The most jarring of these appeals are the frankly racist ones. Douglas demonized Lincoln as a supporter of full equality for blacks—not just “natural” rights such as freedom from slavery—and brandished his own white supremacist bona fides. Between debates, he played to the ugliest stereotypes, ranting, as one paper noted, about “the unfortunate odor of the black man [and] asked if his audience wished to eat with, ride with, go to church with, travel with and in other ways bring Congo odor into their nostrils.” Lincoln, courting Whig voters, took pains to qualify his support for racial equality. “I am not nor have ever been in favor or making voters or jurors of Negroes, nor qualifying them to hold office, nor to intermarry with white people,” he said in one debate, at the start of what Guelzo calls “a disgraceful catalog of all the civil rights he, fully as much as Douglas, believed blacks could be routinely deprived of.” These moments drive home just how remote from our own time the political culture of the 1850s was. They destroy, too, the rosy picture of the Lincoln-Douglas contests as an exercise in elevated rational-critical discourse.

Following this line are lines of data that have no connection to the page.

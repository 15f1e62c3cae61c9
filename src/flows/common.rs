//! Shared helpers for flow implementations (request building, JSON decoding, error fields).

// crates.io
use oauth2::{
	HttpRequest, HttpResponse,
	http::{
		Method,
		header::{ACCEPT, AUTHORIZATION, CONTENT_TYPE},
	},
};
use serde::de::DeserializeOwned;
use url::form_urlencoded::Serializer as FormSerializer;
// self
use crate::{
	_prelude::*,
	error::{ConfigError, ProtocolError},
	flows::Strategy,
	http::{self, ProviderHttpClient},
	provider::ProviderEndpoint,
};

pub(crate) const FORM_CONTENT_TYPE: &str = "application/x-www-form-urlencoded";
pub(crate) const JSON_CONTENT_TYPE: &str = "application/json; charset=utf-8";

/// Request body variants used by provider calls.
pub(crate) enum Body {
	Empty,
	Form(Vec<(&'static str, String)>),
	Json(JsonValue),
}

impl<U, C> Strategy<U, C>
where
	C: ?Sized + ProviderHttpClient,
{
	/// Sends a request to `endpoint` and decodes the body as JSON, regardless of HTTP status.
	pub(crate) async fn call_json(
		&self,
		endpoint: ProviderEndpoint,
		method: Method,
		authorization: &str,
		body: Body,
	) -> Result<JsonValue> {
		let url = self.endpoints.url(endpoint)?;
		let request = build_request(endpoint, &url, method, authorization, body)?;
		let response = self
			.http_client
			.execute(request)
			.await
			.map_err(|err| http::map_transport_error(endpoint, err))?;

		read_json(endpoint, &response)
	}
}

pub(crate) fn build_request(
	endpoint: ProviderEndpoint,
	url: &Url,
	method: Method,
	authorization: &str,
	body: Body,
) -> Result<HttpRequest> {
	let builder = oauth2::http::Request::builder()
		.method(method)
		.uri(url.as_str())
		.header(ACCEPT, "application/json")
		.header(AUTHORIZATION, authorization);
	let request = match body {
		Body::Empty => builder.body(Vec::new()),
		Body::Form(pairs) => builder
			.header(CONTENT_TYPE, FORM_CONTENT_TYPE)
			.body(FormSerializer::new(String::new()).extend_pairs(pairs).finish().into_bytes()),
		Body::Json(value) => builder.header(CONTENT_TYPE, JSON_CONTENT_TYPE).body(
			serde_json::to_vec(&value)
				.map_err(|source| ProtocolError::InvalidJson { endpoint, source })?,
		),
	};

	request.map_err(|e| ConfigError::from(e).into())
}

pub(crate) fn read_json(endpoint: ProviderEndpoint, response: &HttpResponse) -> Result<JsonValue> {
	serde_json::from_slice(response.body())
		.map_err(|source| ProtocolError::InvalidJson { endpoint, source }.into())
}

/// Decodes `value` into `T`, reporting the JSON path of any mismatch.
pub(crate) fn decode<T>(endpoint: ProviderEndpoint, value: JsonValue) -> Result<T>
where
	T: DeserializeOwned,
{
	serde_path_to_error::deserialize(value)
		.map_err(|source| ProtocolError::UnexpectedShape { endpoint, source }.into())
}

/// Fails when the body carries a truthy `error` field.
pub(crate) fn reject_error_field(endpoint: ProviderEndpoint, body: &JsonValue) -> Result<()> {
	match error_reason(body) {
		Some(reason) => Err(Error::Provider { endpoint, reason }),
		None => Ok(()),
	}
}

/// Extracts the provider's `error` (and `error_description`) as a reason string.
///
/// `null`, `false`, `0`, and `""` count as "no error".
pub(crate) fn error_reason(body: &JsonValue) -> Option<String> {
	let reason = match body.get("error")? {
		JsonValue::Null | JsonValue::Bool(false) => return None,
		JsonValue::Number(n) if n.as_f64() == Some(0.0) => return None,
		JsonValue::String(s) if s.is_empty() => return None,
		JsonValue::String(s) => s.clone(),
		other => other.to_string(),
	};

	match body.get("error_description").and_then(JsonValue::as_str) {
		Some(description) if !description.is_empty() => Some(format!("{reason}: {description}")),
		_ => Some(reason),
	}
}

/// Provider-supplied `message` field, used to enrich protocol errors.
pub(crate) fn provider_message(body: &JsonValue) -> Option<String> {
	body.get("message").and_then(JsonValue::as_str).map(str::to_owned)
}

#[cfg(test)]
mod tests {
	// crates.io
	use serde_json::json;
	// self
	use super::*;

	#[test]
	fn error_reason_follows_truthiness() {
		assert_eq!(error_reason(&json!({ "error": "x" })), Some("x".into()));
		assert_eq!(
			error_reason(&json!({ "error": "invalid_grant", "error_description": "expired" })),
			Some("invalid_grant: expired".into())
		);
		assert_eq!(error_reason(&json!({ "error": 5 })), Some("5".into()));
		assert_eq!(error_reason(&json!({ "error": null })), None);
		assert_eq!(error_reason(&json!({ "error": "" })), None);
		assert_eq!(error_reason(&json!({ "error": 0 })), None);
		assert_eq!(error_reason(&json!({ "access_token": "T" })), None);
	}

	#[test]
	fn form_requests_are_urlencoded() {
		let url = Url::parse("https://oauth.example.com/v1/access_token").expect("Fixture URL.");
		let request = build_request(
			ProviderEndpoint::AccessToken,
			&url,
			Method::POST,
			"Basic abc",
			Body::Form(vec![("grant_type", "authorization_code".into()), ("code", "a b&c".into())]),
		)
		.expect("Form requests should build.");

		assert_eq!(request.method(), &Method::POST);
		assert_eq!(request.headers()[CONTENT_TYPE], FORM_CONTENT_TYPE);
		assert_eq!(request.headers()[AUTHORIZATION], "Basic abc");
		assert_eq!(request.body().as_slice(), b"grant_type=authorization_code&code=a+b%26c");
	}

	#[test]
	fn non_json_bodies_are_protocol_errors() {
		let response = HttpResponse::new(b"<html>".to_vec());
		let err = read_json(ProviderEndpoint::Profile, &response)
			.expect_err("HTML bodies should be rejected.");

		assert!(matches!(
			err,
			Error::Protocol(ProtocolError::InvalidJson { endpoint: ProviderEndpoint::Profile, .. })
		));
	}

	#[test]
	fn decode_reports_offending_path() {
		#[derive(Debug, Deserialize)]
		struct Envelope {
			#[allow(dead_code)]
			response: Inner,
		}
		#[derive(Debug, Deserialize)]
		struct Inner {
			#[allow(dead_code)]
			clients: Vec<String>,
		}

		let err = decode::<Envelope>(
			ProviderEndpoint::OwnedClientList,
			json!({ "response": { "clients": [1] } }),
		)
		.expect_err("Numbers are not strings.");

		match err {
			Error::Protocol(ProtocolError::UnexpectedShape { source, .. }) =>
				assert_eq!(source.path().to_string(), "response.clients[0]"),
			other => panic!("Unexpected error variant: {other:?}."),
		}
	}
}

Yet neither the demagoguery nor the grandstanding nor the cheap shots eclipsed the debates’ substance. On the contrary, Guelzo shows how the candidates worked over the whole complex of slavery-related issues, in all their difficulty—not with the language and rigor of philosophers but with sophisticated reasoning nonetheless. Indeed, the main flaw of Guelzo’s book, its eye-rubbing density, results not from any clotting in his prose, which is supple, but simply from the highly intricate nature of the candidates’ arguments. (Guelzo includes scorecards to help his readers keep track.)
How audiences responded to these extended presentations, Guelzo concedes, is hard to know. But he suggests that Douglas’ slender victory in November had a Pyrrhic quality. Lincoln, after all, went on to earn a national reputation while Douglas muddied his own defense of popular sovereignty enough to harm him in the South two years later—when the Lincoln-Douglas rematch (sans debates) put the free soiler in the White House.
Guelzo’s conclusion, rooted in the ideas of Harvard political theorist Michael Sandel, interprets the debates as a triumph of Lincoln’s moral vision over Douglas’ arid proceduralism. It’s presented as something of an afterthought and doesn’t adequately close his stirring tale. He might have been better off drawing out a claim that he leaves implicit, almost untapped: that down-and-dirty politics and serious argument about burning issues need not exist in separate realms.
Indeed, it’s worth considering whether fruitful clashes about political ideas are most likely to occur not despite an environment of raucous and sometimes ugly campaigning but becauseof it. The constant canvassing of Lincoln and Douglas around Illinois in the fall of 1858, their growing irritation with each other and desire to demarcate their differences, produced plenty of coarseness and heat. But the very intensity of their engagement seems to have been necessary to generate a light about slavery and its expansion that, among its other effects, helped demonstrate the fitness of a newly prominent and battle-tested one-time congressman for the presidency two years later.